A bill that would require law enforcement agencies to obtain a search warrant when they want to collect location information from electronic devices, such as data from GPS devices and GPS on cellphones, was passed by the California Assembly this week. 

"Location privacy scored a victory," wrote Hanni Fakhoury of the Electronic Frontier Foundation which, along with the ACLU of Northern California, sponsored the bill, SB 1434. The bill, Fakhoury said, also "codifies" the U.S. Supreme Court decision last January that police must get a search warrant before using GPS technology to track criminal suspects. 

As the EFF, a civil liberties organization, noted when it backed the California bill:

GPS vehicle tracking isn’t the only way to collect details on where you are and when. Our cell phones create a location data trail throughout the day as they ping nearby cell towers. Many other devices — like tablets — do the same, while mobile apps and other tools can collect even more detailed location information.

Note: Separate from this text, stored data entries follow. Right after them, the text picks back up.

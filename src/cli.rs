//! Command-line argument definitions.
use std::path::PathBuf;

use clap::{Parser, Subcommand};
use clap_complete::Shell;

/// Top-level CLI entry point for the provisioning engine.
#[derive(Parser, Debug)]
#[command(
    name = "jumpstart",
    about = "Declarative environment provisioning",
    version
)]
pub struct Cli {
    /// Subcommand to run.
    #[command(subcommand)]
    pub command: Command,

    /// Enable verbose output
    #[arg(short, long, global = true)]
    pub verbose: bool,

    /// Options every subcommand accepts.
    #[command(flatten)]
    pub global: GlobalOpts,
}

/// Options shared across all subcommands.
#[derive(Parser, Debug, Clone)]
pub struct GlobalOpts {
    /// Configuration document (TOML, or YAML by extension)
    #[arg(short, long, global = true, env = "JUMPSTART_CONFIG")]
    pub config: Option<PathBuf>,

    /// Preview changes without applying
    #[arg(short = 'd', long, global = true)]
    pub dry_run: bool,

    /// Disable parallel presence checks (parallel is enabled by default)
    #[arg(long = "no-parallel", global = true, action = clap::ArgAction::SetFalse)]
    pub parallel: bool,
}

/// Available subcommands.
#[derive(Subcommand, Debug)]
pub enum Command {
    /// List the available actions
    List(ListOpts),
    /// Run one action by id
    Run(RunOpts),
    /// Validate the configuration and report what is already present
    Check,
    /// Generate shell completions
    Completions(CompletionsOpts),
    /// Print version information
    Version,
}

/// Options for the `list` subcommand.
#[derive(Parser, Debug, Clone)]
pub struct ListOpts {
    /// Print the action table as JSON
    #[arg(long)]
    pub json: bool,
}

/// Options for the `run` subcommand.
#[derive(Parser, Debug, Clone)]
pub struct RunOpts {
    /// Action ids to run, in order (see `jumpstart list`)
    #[arg(required = true)]
    pub ids: Vec<String>,

    /// Answer yes to every confirmation
    #[arg(short, long)]
    pub yes: bool,
}

/// Options for the `completions` subcommand.
#[derive(Parser, Debug, Clone)]
pub struct CompletionsOpts {
    /// Target shell
    pub shell: Shell,
}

The information "should be available to police when it's appropriate," the EFF said. "But this information is extraordinarily sensitive, revealing things like your place of worship, if you are visiting a medical clinic, and who you visit and meet with. We can’t have police making decisions about who to track without any oversight — yet that’s exactly what’s happening."

Data from the ACLU has shown that "law enforcement agencies across the country are collecting location data without a warrant or any court approval," said the EFF.

"We shouldn't have to choose between using our smartphone and protecting our privacy," said Chris Conley, technology and civil liberties policy attorney for the ACLU of Northern California, in a blog posting after the Assembly's vote.

State Sen. Mark Leno, D-San Francisco, who authored the bill, said in a statement to NBC News that California consumers "are rightfully concerned about mobile privacy and the rate at which their location information is being shared with law enforcement."

As privacy advocates cheer the Assembly's decision, it's not all smooth sailing ahead. For one thing, California Gov. Jerry Brown still has to approve the legislation. He vetoed a privacy bill last year, SB 914, that would have required police to get a search warrant before searching the contents of an arrested person's cellphone.

In his rejection of that bill, the governor said he believed it would overturn a state Supreme Court decision "that held that police officers can lawfully search the cell phones of people they arrest," and that the courts "are better suited to resolve the complex and case-specific issues relating to constitutional search-and-seizures protections."

(NBC News asked for comment from Brown on SB 1434. A spokesman for the governor said in an email: "Generally, we do not comment on legislation prior to action from the governor. All signings/vetoes are announced via press release and posted on our website.")

And just last week, in a case involving a drug trafficker who was using a pre-paid cellphone, the 6th U.S. Circuit Court of Appeals ruled that law enforcement officials didn't need a warrant to track suspects via cellphones. 

"There is no Fourth Amendment violation because (the trafficker) did not have a reasonable expectation of privacy in the data given off by his voluntarily procured pay-as-you-go cellphone," wrote Judge John Rogers in the appellate court's majority opinion.